Insulin stimulus‐secretion coupling is triggered by a novel thiazolidinedione/sulfonylurea hybrid in rat pancreatic islets

New compounds with promising antidiabetic activity were synthesized. For the first time, a portion of the glibenclamide molecule was bound to a part of the core structure of thiazolidinedione to evaluate insulin secretagogue activity. Following studies in our laboratory, 4‐{2‐[2‐(3,4‐dichlorophenyl)‐4‐oxo‐1,3‐thiazolidin‐3‐yl]ethyl}benzene‐1‐sulfonamide (DTEBS) was selected to evaluate glycemia using the glucose tolerance test and insulin secretagogue activity by E.L.I.S.A. The mechanism of action of this compound was studied by 45 Ca 2+ influx and whole‐cell patch‐clamp in rat pancreatic isolated islets.

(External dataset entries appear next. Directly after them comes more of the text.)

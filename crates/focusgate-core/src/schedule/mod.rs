//! Blocking schedule model and time-window arithmetic.
//!
//! A schedule is a named recurring time window plus a weekday set.
//! Windows whose end is at or before their start are interpreted as
//! crossing midnight, so `23:00 -> 06:00` is a 420-minute window.

pub mod store;

pub use store::ScheduleStore;

use chrono::{DateTime, Utc};
use serde::{Deserialize, Serialize};
use uuid::Uuid;

use crate::error::ValidationError;

/// Minimum accepted window length, in minutes. Shorter schedules are
/// rejected at creation/edit time and by the enforcement collaborator.
pub const MIN_WINDOW_MINUTES: u32 = 15;

const MINUTES_PER_DAY: u32 = 24 * 60;

/// One recurring blocking window.
#[derive(Debug, Clone, Serialize, Deserialize)]
pub struct ScheduleConfig {
    pub id: Uuid,
    pub name: String,
    pub start_hour: u8,
    pub start_minute: u8,
    pub end_hour: u8,
    pub end_minute: u8,
    /// Active weekdays, 1=Sunday .. 7=Saturday.
    pub days: Vec<u8>,
    pub is_active: bool,
    pub created_at: DateTime<Utc>,
}

impl ScheduleConfig {
    /// Build a new inactive schedule with a fresh id.
    ///
    /// # Errors
    /// Returns a validation error for out-of-range time components,
    /// invalid weekdays, or a window shorter than [`MIN_WINDOW_MINUTES`].
    pub fn new(
        name: impl Into<String>,
        start: (u8, u8),
        end: (u8, u8),
        days: Vec<u8>,
    ) -> Result<Self, ValidationError> {
        validate_window(start, end)?;
        for &day in &days {
            if !(1..=7).contains(&day) {
                return Err(ValidationError::InvalidWeekday(day));
            }
        }
        Ok(Self {
            id: Uuid::new_v4(),
            name: name.into(),
            start_hour: start.0,
            start_minute: start.1,
            end_hour: end.0,
            end_minute: end.1,
            days,
            is_active: false,
            created_at: Utc::now(),
        })
    }

    pub fn start(&self) -> (u8, u8) {
        (self.start_hour, self.start_minute)
    }

    pub fn end(&self) -> (u8, u8) {
        (self.end_hour, self.end_minute)
    }

    /// Window length in minutes, accounting for midnight crossing.
    pub fn duration_minutes(&self) -> u32 {
        duration_minutes(self.start(), self.end())
    }

    /// "HH:MM - HH:MM" for display.
    pub fn formatted_time_range(&self) -> String {
        format!(
            "{:02}:{:02} - {:02}:{:02}",
            self.start_hour, self.start_minute, self.end_hour, self.end_minute
        )
    }

    /// Human-readable weekday summary: "Every day", "Weekdays",
    /// "Weekends", or a comma-separated list.
    pub fn formatted_days(&self) -> String {
        const DAY_NAMES: [&str; 7] = ["Sun", "Mon", "Tue", "Wed", "Thu", "Fri", "Sat"];
        let mut sorted: Vec<u8> = self
            .days
            .iter()
            .copied()
            .filter(|d| (1..=7).contains(d))
            .collect();
        sorted.sort_unstable();
        sorted.dedup();

        let names: Vec<&str> = sorted.iter().map(|&d| DAY_NAMES[d as usize - 1]).collect();
        match names.as_slice() {
            n if n.len() == 7 => "Every day".to_string(),
            ["Mon", "Tue", "Wed", "Thu", "Fri"] => "Weekdays".to_string(),
            ["Sun", "Sat"] => "Weekends".to_string(),
            n => n.join(", "),
        }
    }
}

/// Window length in minutes for two time-of-day values.
///
/// `end <= start` (as minutes since midnight) means the window crosses
/// midnight: `(1440 - start) + end`. Equal start and end therefore
/// yields a full 1440-minute day.
pub fn duration_minutes(start: (u8, u8), end: (u8, u8)) -> u32 {
    let start_min = start.0 as u32 * 60 + start.1 as u32;
    let end_min = end.0 as u32 * 60 + end.1 as u32;
    if end_min <= start_min {
        (MINUTES_PER_DAY - start_min) + end_min
    } else {
        end_min - start_min
    }
}

/// True iff the window is at least [`MIN_WINDOW_MINUTES`] long.
pub fn is_valid_window(start: (u8, u8), end: (u8, u8)) -> bool {
    duration_minutes(start, end) >= MIN_WINDOW_MINUTES
}

/// Range-check both time-of-day values and enforce the minimum length.
pub fn validate_window(start: (u8, u8), end: (u8, u8)) -> Result<u32, ValidationError> {
    for (field, value, max) in [
        ("start_hour", start.0, 23),
        ("start_minute", start.1, 59),
        ("end_hour", end.0, 23),
        ("end_minute", end.1, 59),
    ] {
        if value > max {
            return Err(ValidationError::InvalidTime { field, value });
        }
    }
    let minutes = duration_minutes(start, end);
    if minutes < MIN_WINDOW_MINUTES {
        return Err(ValidationError::IntervalTooShort {
            minutes,
            minimum: MIN_WINDOW_MINUTES,
        });
    }
    Ok(minutes)
}
use std::path::{Path, PathBuf};

use chrono::{DateTime, Utc};
use serde::de::DeserializeOwned;
use serde::{Deserialize, Serialize};
use serde_json::{Map, Value};

use crate::error::StorageError;

const STORE_FILE: &str = "shared.json";

/// Handle to the shared key-value store file.
///
/// Cheap to clone; every operation re-reads the file so that writes
/// from the other process are always visible.
#[derive(Debug, Clone)]
pub struct SharedStore {
    path: PathBuf,
}

/// Summary of a clear-all-data reset.
#[derive(Debug, Clone, Serialize, Deserialize)]
pub struct DataResetSummary {
    pub keys_removed: usize,
    pub confirmed_sessions_removed: usize,
    pub pending_sessions_removed: usize,
    pub reset_at: DateTime<Utc>,
}

impl SharedStore {
    /// Open the store inside the given directory. The backing file is
    /// created lazily on first write.
    pub fn open(dir: &Path) -> Self {
        Self {
            path: dir.join(STORE_FILE),
        }
    }

    /// Open the store in the default data directory.
    pub fn open_default() -> Result<Self, StorageError> {
        Ok(Self::open(&super::data_dir()?))
    }

    pub fn path(&self) -> &Path {
        &self.path
    }

    /// Read a typed value for `key`.
    ///
    /// A missing file or missing key yields `Ok(None)`. A value that
    /// fails to decode is treated as absent and logged as a fault, so a
    /// corrupted record never crashes a caller.
    pub fn get<T: DeserializeOwned>(&self, key: &str) -> Result<Option<T>, StorageError> {
        let map = self.read_map()?;
        let Some(value) = map.get(key) else {
            return Ok(None);
        };
        match serde_json::from_value(value.clone()) {
            Ok(decoded) => Ok(Some(decoded)),
            Err(e) => {
                tracing::warn!(key, error = %e, "discarding undecodable stored value");
                Ok(None)
            }
        }
    }

    /// Read a typed value, falling back to `T::default()` when absent
    /// or undecodable.
    pub fn get_or_default<T: DeserializeOwned + Default>(
        &self,
        key: &str,
    ) -> Result<T, StorageError> {
        Ok(self.get(key)?.unwrap_or_default())
    }

    /// Write a single key synchronously.
    pub fn set<T: Serialize>(&self, key: &str, value: &T) -> Result<(), StorageError> {
        let encoded = serde_json::to_value(value).map_err(|e| StorageError::Decode {
            key: key.to_string(),
            message: e.to_string(),
        })?;
        self.update(|map| {
            map.insert(key.to_string(), encoded);
        })
    }

    /// Remove a single key. Absent keys are a no-op.
    pub fn remove(&self, key: &str) -> Result<(), StorageError> {
        self.update(|map| {
            map.remove(key);
        })
    }

    /// Read the whole store, apply `f`, and write the result back as
    /// one atomic file replacement. Multi-key mutations that must not
    /// be observed half-applied (ledger merge, clear-all) go through
    /// here.
    pub fn update<F>(&self, f: F) -> Result<(), StorageError>
    where
        F: FnOnce(&mut Map<String, Value>),
    {
        let mut map = self.read_map()?;
        f(&mut map);
        self.write_map(&map)
    }

    /// Remove every key, returning a summary of what was dropped.
    pub fn clear_all(&self) -> Result<DataResetSummary, StorageError> {
        let map = self.read_map()?;
        let confirmed = map
            .get(super::keys::CONFIRMED_FOCUS_SESSIONS)
            .and_then(Value::as_array)
            .map(Vec::len)
            .unwrap_or(0);
        let pending = [
            super::keys::PENDING_FOREGROUND,
            super::keys::PENDING_BACKGROUND,
        ]
        .iter()
        .map(|k| {
            map.get(*k)
                .and_then(Value::as_array)
                .map(Vec::len)
                .unwrap_or(0)
        })
        .sum();

        let summary = DataResetSummary {
            keys_removed: map.len(),
            confirmed_sessions_removed: confirmed,
            pending_sessions_removed: pending,
            reset_at: Utc::now(),
        };
        self.write_map(&Map::new())?;
        Ok(summary)
    }

    fn read_map(&self) -> Result<Map<String, Value>, StorageError> {
        let content = match std::fs::read_to_string(&self.path) {
            Ok(content) => content,
            Err(e) if e.kind() == std::io::ErrorKind::NotFound => return Ok(Map::new()),
            Err(e) => {
                return Err(StorageError::ReadFailed {
                    path: self.path.clone(),
                    source: e,
                })
            }
        };
        match serde_json::from_str::<Map<String, Value>>(&content) {
            Ok(map) => Ok(map),
            Err(e) => {
                // A corrupted store degrades to empty rather than
                // crashing. The fault is recorded for diagnostics.
                tracing::warn!(path = %self.path.display(), error = %e, "shared store corrupted, starting empty");
                Ok(Map::new())
            }
        }
    }

    fn write_map(&self, map: &Map<String, Value>) -> Result<(), StorageError> {
        let data = serde_json::to_string_pretty(map).map_err(|e| StorageError::Decode {
            key: STORE_FILE.to_string(),
            message: e.to_string(),
        })?;
        let tmp = self.path.with_extension("json.tmp");
        let write_err = |e| StorageError::WriteFailed {
            path: self.path.clone(),
            source: e,
        };
        std::fs::write(&tmp, data).map_err(write_err)?;
        std::fs::rename(&tmp, &self.path).map_err(write_err)?;
        Ok(())
    }
}
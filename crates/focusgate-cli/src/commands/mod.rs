pub mod data;
pub mod monitor;
pub mod schedule;
pub mod stats;

use focusgate_core::{
    Config, MonitoringController, NullEnforcement, ScheduleStore, SessionLedger, SharedStore,
};

pub type CliError = Box<dyn std::error::Error>;

/// Everything a command needs: the service objects constructed once per
/// invocation over the default shared store.
pub struct Context {
    pub config: Config,
    pub schedules: ScheduleStore,
    pub ledger: SessionLedger,
    pub controller: MonitoringController<NullEnforcement>,
}

impl Context {
    pub fn open() -> Result<Self, CliError> {
        let config = Config::load()?;
        let store = SharedStore::open_default()?;
        let schedules = ScheduleStore::open(store.clone())?;
        let ledger = SessionLedger::open(store.clone())?;
        let controller = MonitoringController::new(NullEnforcement, store.clone())
            .with_debounce_window(chrono::Duration::milliseconds(
                config.toggle_debounce_ms as i64,
            ));
        Ok(Self {
            config,
            schedules,
            ledger,
            controller,
        })
    }
}

/// Parse "HH:MM" into (hour, minute).
pub fn parse_time(value: &str) -> Result<(u8, u8), CliError> {
    let (hour, minute) = value
        .split_once(':')
        .ok_or_else(|| format!("expected HH:MM, got '{value}'"))?;
    Ok((hour.parse()?, minute.parse()?))
}

/// Parse a comma-separated weekday list, e.g. "sun,mon" or "1,2".
/// 1=Sunday .. 7=Saturday.
pub fn parse_days(value: &str) -> Result<Vec<u8>, CliError> {
    value
        .split(',')
        .map(|day| match day.trim().to_lowercase().as_str() {
            "sun" => Ok(1),
            "mon" => Ok(2),
            "tue" => Ok(3),
            "wed" => Ok(4),
            "thu" => Ok(5),
            "fri" => Ok(6),
            "sat" => Ok(7),
            other => other
                .parse::<u8>()
                .map_err(|_| format!("unknown weekday '{other}'").into()),
        })
        .collect()
}

#[cfg(test)]
mod tests {
    use super::*;

    #[test]
    fn parse_time_accepts_padded_and_bare() {
        assert_eq!(parse_time("09:05").unwrap(), (9, 5));
        assert_eq!(parse_time("23:59").unwrap(), (23, 59));
        assert!(parse_time("nine").is_err());
    }

    #[test]
    fn parse_days_accepts_names_and_numbers() {
        assert_eq!(parse_days("mon,tue,wed").unwrap(), vec![2, 3, 4]);
        assert_eq!(parse_days("1,7").unwrap(), vec![1, 7]);
        assert!(parse_days("someday").is_err());
    }
}
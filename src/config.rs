use std::env;
use std::net::SocketAddr;

use crate::entities::Coordinates;
use crate::error::{invalid_input_error, Error};

pub const DEFAULT_API_BASE: &str = "maps.googleapis.com";
pub const DEFAULT_BIND_ADDRESS: &str = "127.0.0.1:3000";
pub const DEFAULT_ZOOM: u8 = 15;

#[derive(Clone, Debug)]
pub struct Config {
    pub api_base: String,
    pub api_key: String,
    pub bind_address: SocketAddr,
    pub reorder_stops: bool,
    pub default_center: Coordinates,
    pub default_zoom: u8,
}

impl Config {
    /// Reads the environment, after loading a `.env` file if one exists.
    #[tracing::instrument(name = "Config::from_env")]
    pub fn from_env() -> Result<Self, Error> {
        dotenv::dotenv().ok();

        let api_key = env::var("GOOGLE_MAPS_API_KEY")?;
        let api_base = env::var("GOOGLE_MAPS_API_BASE").unwrap_or_else(|_| DEFAULT_API_BASE.into());

        let bind_address = env::var("PLANNER_BIND_ADDRESS")
            .unwrap_or_else(|_| DEFAULT_BIND_ADDRESS.into())
            .parse()
            .map_err(|_| invalid_input_error())?;

        let reorder_stops = match env::var("PLANNER_REORDER_STOPS") {
            Ok(value) => parse_flag(&value)?,
            Err(_) => true,
        };

        Ok(Self {
            api_base,
            api_key,
            bind_address,
            reorder_stops,
            ..Self::default()
        })
    }
}

impl Default for Config {
    fn default() -> Self {
        Self {
            api_base: DEFAULT_API_BASE.into(),
            api_key: String::new(),
            bind_address: SocketAddr::from(([127, 0, 0, 1], 3000)),
            reorder_stops: true,
            // San Diego
            default_center: Coordinates::new(32.7157, -117.1611),
            default_zoom: DEFAULT_ZOOM,
        }
    }
}

fn parse_flag(value: &str) -> Result<bool, Error> {
    match value.trim().to_ascii_lowercase().as_str() {
        "1" | "true" | "yes" | "on" => Ok(true),
        "0" | "false" | "no" | "off" => Ok(false),
        _ => Err(invalid_input_error()),
    }
}

#[cfg(test)]
mod tests {
    use super::*;

    #[test]
    fn parses_flags() {
        assert_eq!(parse_flag("TRUE"), Ok(true));
        assert_eq!(parse_flag(" off "), Ok(false));
        assert!(parse_flag("maybe").is_err());
    }

    #[test]
    fn default_binds_locally() {
        let config = Config::default();

        assert_eq!(config.bind_address.to_string(), DEFAULT_BIND_ADDRESS);
        assert!(config.reorder_stops);
        assert_eq!(config.default_zoom, 15);
    }
}
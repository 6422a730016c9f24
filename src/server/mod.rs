mod handlers;

use std::net::SocketAddr;
use std::sync::Arc;

use axum::{
    extract::Extension,
    routing::{get, patch, post},
    Router,
};

use crate::api::{DynAPI, API};
use crate::error::{unexpected_error, Error};
use crate::server::handlers::{places, routes, stops};

pub fn router(api: DynAPI) -> Router {
    Router::new()
        .route("/stops", get(stops::list).post(stops::create))
        .route("/stops/reset", post(stops::reset))
        .route("/stops/:id", patch(stops::update).delete(stops::remove))
        .route("/stops/:id/place", patch(stops::select_place))
        .route("/places/suggestions", get(places::find_suggestions))
        .route(
            "/route",
            get(routes::find).post(routes::compute).delete(routes::clear),
        )
        .route("/route/link", get(routes::link))
        .route("/route/itinerary", get(routes::itinerary))
        .route("/route/summary", get(routes::summary))
        .layer(Extension(api))
}

pub async fn serve<T: API + Sync + Send + 'static>(api: T, addr: SocketAddr) -> Result<(), Error> {
    let api = Arc::new(api) as DynAPI;
    let app = router(api);

    tracing::info!("listening on {}", addr);

    axum::Server::bind(&addr)
        .serve(app.into_make_service())
        .await
        .map_err(|err| {
            tracing::error!(%err, "server stopped");
            unexpected_error()
        })
}
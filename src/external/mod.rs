pub mod google_maps;

pub use google_maps::GoogleMaps;
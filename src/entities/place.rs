use serde::{Deserialize, Serialize};

use crate::entities::Coordinates;

#[derive(Clone, Debug, Serialize, Deserialize)]
pub struct Place {
    pub place_id: String,
    pub formatted_address: String,
    pub geometry: Geometry,
}

#[derive(Clone, Debug, Serialize, Deserialize)]
pub struct Geometry {
    pub location: Coordinates,
}

#[derive(Clone, Debug, PartialEq, Serialize, Deserialize)]
pub struct PlaceSuggestion {
    pub place_id: String,
    pub description: String,
}

pub type PlaceSuggestions = Vec<PlaceSuggestion>;
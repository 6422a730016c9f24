use chrono::{DateTime, Utc};
use serde::{Deserialize, Serialize};
use uuid::Uuid;

use crate::entities::{Coordinates, Stop};

#[derive(Clone, Debug, PartialEq, Serialize, Deserialize)]
pub struct Marker {
    pub position: Coordinates,
    /// 1-based position in the optimized visiting order.
    pub label: usize,
    pub stop_index: usize,
}

#[derive(Clone, Debug, PartialEq, Serialize, Deserialize)]
pub struct ItineraryEntry {
    pub position: usize,
    pub stop_id: Uuid,
    pub address: String,
}

/// Outcome of one successful route computation. Only valid for the stops it
/// was derived from.
#[derive(Clone, Debug, PartialEq, Serialize, Deserialize)]
pub struct RouteResult {
    pub generation: u64,
    pub stops: Vec<Stop>,
    pub ordered_stop_indices: Vec<usize>,
    pub total_distance_meters: u64,
    pub total_duration_seconds: u64,
    pub markers: Vec<Marker>,
    pub computed_at: DateTime<Utc>,
}

impl RouteResult {
    pub fn new(
        generation: u64,
        stops: Vec<Stop>,
        ordered_stop_indices: Vec<usize>,
        total_distance_meters: u64,
        total_duration_seconds: u64,
    ) -> Self {
        Self {
            generation,
            stops,
            ordered_stop_indices,
            total_distance_meters,
            total_duration_seconds,
            markers: vec![],
            computed_at: Utc::now(),
        }
    }

    pub fn is_empty(&self) -> bool {
        self.ordered_stop_indices.is_empty()
    }

    pub fn distance_km(&self) -> f64 {
        self.total_distance_meters as f64 / 1000.0
    }

    pub fn duration_minutes(&self) -> f64 {
        self.total_duration_seconds as f64 / 60.0
    }

    /// Markers arrive in lookup completion order; this sorts them by label.
    pub fn markers_by_label(&self) -> Vec<Marker> {
        let mut markers = self.markers.clone();
        markers.sort_by_key(|marker| marker.label);
        markers
    }

    pub fn itinerary(&self) -> Vec<ItineraryEntry> {
        self.ordered_stop_indices
            .iter()
            .filter_map(|&index| self.stops.get(index))
            .enumerate()
            .map(|(i, stop)| ItineraryEntry {
                position: i + 1,
                stop_id: stop.id,
                address: stop.address.clone(),
            })
            .collect()
    }
}

#[derive(Clone, Debug, PartialEq, Serialize)]
pub struct RouteSummary {
    pub distance_km: f64,
    pub duration_minutes: f64,
    pub itinerary: Vec<ItineraryEntry>,
    pub markers: Vec<Marker>,
}

impl From<&RouteResult> for RouteSummary {
    fn from(result: &RouteResult) -> Self {
        Self {
            distance_km: result.distance_km(),
            duration_minutes: result.duration_minutes(),
            itinerary: result.itinerary(),
            markers: result.markers_by_label(),
        }
    }
}
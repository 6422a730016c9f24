use geo_types::{Point, Rect};
use serde::{Deserialize, Serialize};

#[derive(Clone, Copy, Debug, PartialEq, Serialize, Deserialize)]
pub struct Coordinates {
    #[serde(alias = "lat")]
    pub latitude: f64,
    #[serde(alias = "lng")]
    pub longitude: f64,
}

impl Coordinates {
    pub fn new(latitude: f64, longitude: f64) -> Self {
        Self {
            latitude,
            longitude,
        }
    }

    /// Smallest rectangle holding every coordinate, `None` for an empty set.
    pub fn bounds<'a, I>(coordinates: I) -> Option<Rect<f64>>
    where
        I: IntoIterator<Item = &'a Coordinates>,
    {
        let mut points = coordinates.into_iter().map(|&c| Point::from(c));
        let first = points.next()?;

        let (min, max) = points.fold((first, first), |(min, max), p| {
            (
                Point::new(min.x().min(p.x()), min.y().min(p.y())),
                Point::new(max.x().max(p.x()), max.y().max(p.y())),
            )
        });

        Some(Rect::new(min.0, max.0))
    }
}

impl From<Coordinates> for Point<f64> {
    fn from(c: Coordinates) -> Self {
        Point::new(c.longitude, c.latitude)
    }
}
mod coordinator;
mod helpers;
mod route_api;
mod stop_api;

pub use coordinator::{Phase, RouteCoordinator, RouteOptions, RouteSnapshot};
pub use helpers::build_shareable_link;

use tokio::sync::{watch, Mutex};

use crate::{
    api::{DynDirections, DynGeocoding, DynPlaces, MapView, API},
    config::Config,
    entities::StopList,
};

/// One planning session: the stops being edited and the route derived from
/// them.
pub struct Engine {
    stops: Mutex<StopList>,
    coordinator: RouteCoordinator,
    places: DynPlaces,
    config: Config,
}

impl Engine {
    #[tracing::instrument(name = "Engine::new", skip_all)]
    pub fn new(
        config: Config,
        directions: DynDirections,
        geocoder: DynGeocoding,
        places: DynPlaces,
    ) -> Self {
        let options = RouteOptions {
            reorder_stops: config.reorder_stops,
        };

        Self {
            stops: Mutex::new(StopList::new()),
            coordinator: RouteCoordinator::new(directions, geocoder, options),
            places,
            config,
        }
    }

    pub fn subscribe(&self) -> watch::Receiver<RouteSnapshot> {
        self.coordinator.subscribe()
    }

    pub async fn wait_for_markers(&self) -> Vec<crate::entities::Marker> {
        self.coordinator.wait_for_markers().await
    }

    pub async fn fit_view(&self, view: &(dyn MapView + Send + Sync)) -> bool {
        self.coordinator.fit_view(view).await
    }

    /// Back to the configured default center and zoom.
    pub fn recenter(&self, view: &(dyn MapView + Send + Sync)) {
        self.coordinator
            .recenter(view, self.config.default_center, self.config.default_zoom);
    }

    /// Stop edits invalidate whatever route was derived from the old stops.
    /// Callers hold the stops lock, so no computation can claim a generation
    /// between the edit and the clear.
    async fn invalidate(&self) {
        tracing::debug!("stops changed, clearing route");
        self.coordinator.clear().await;
    }
}

impl API for Engine {}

Furthermore, AGE formation in vitro was investigated. We herein show that this novel hybrid compound (DTEBS) exhibits an insulinogenic index and a profile of serum insulin secretion able to maintain glucose homeostasis. Its mechanism of action is mediated by ATP‐sensitive potassium channels (KATP) and L‐type voltage‐dependent calcium channels (VDCC) and by activating protein kinase C and A (PKC and PKA). In addition, the stimulatory action of the compound on calcium influx and insulin secretion indicates that the potentiation of voltage‐sensitive K+ currents (Kv) is due to the repolarization phase of the action potential after secretagogue excitation‐secretion in pancreatic islets. Furthermore, under these experimental conditions, the compound did not induce toxicity and the in vitro late response of the compound to protein glycation reinforces its use to prevent complications of diabetes. DTEBS exerts an insulin secretagogue effect by triggering KATP, VDCC, and Kv ionic currents, possibly via PKC and PKA pathway signal transduction, in beta‐cells. Furthermore, DTEBS may hold potential for delaying the late complications of diabetes.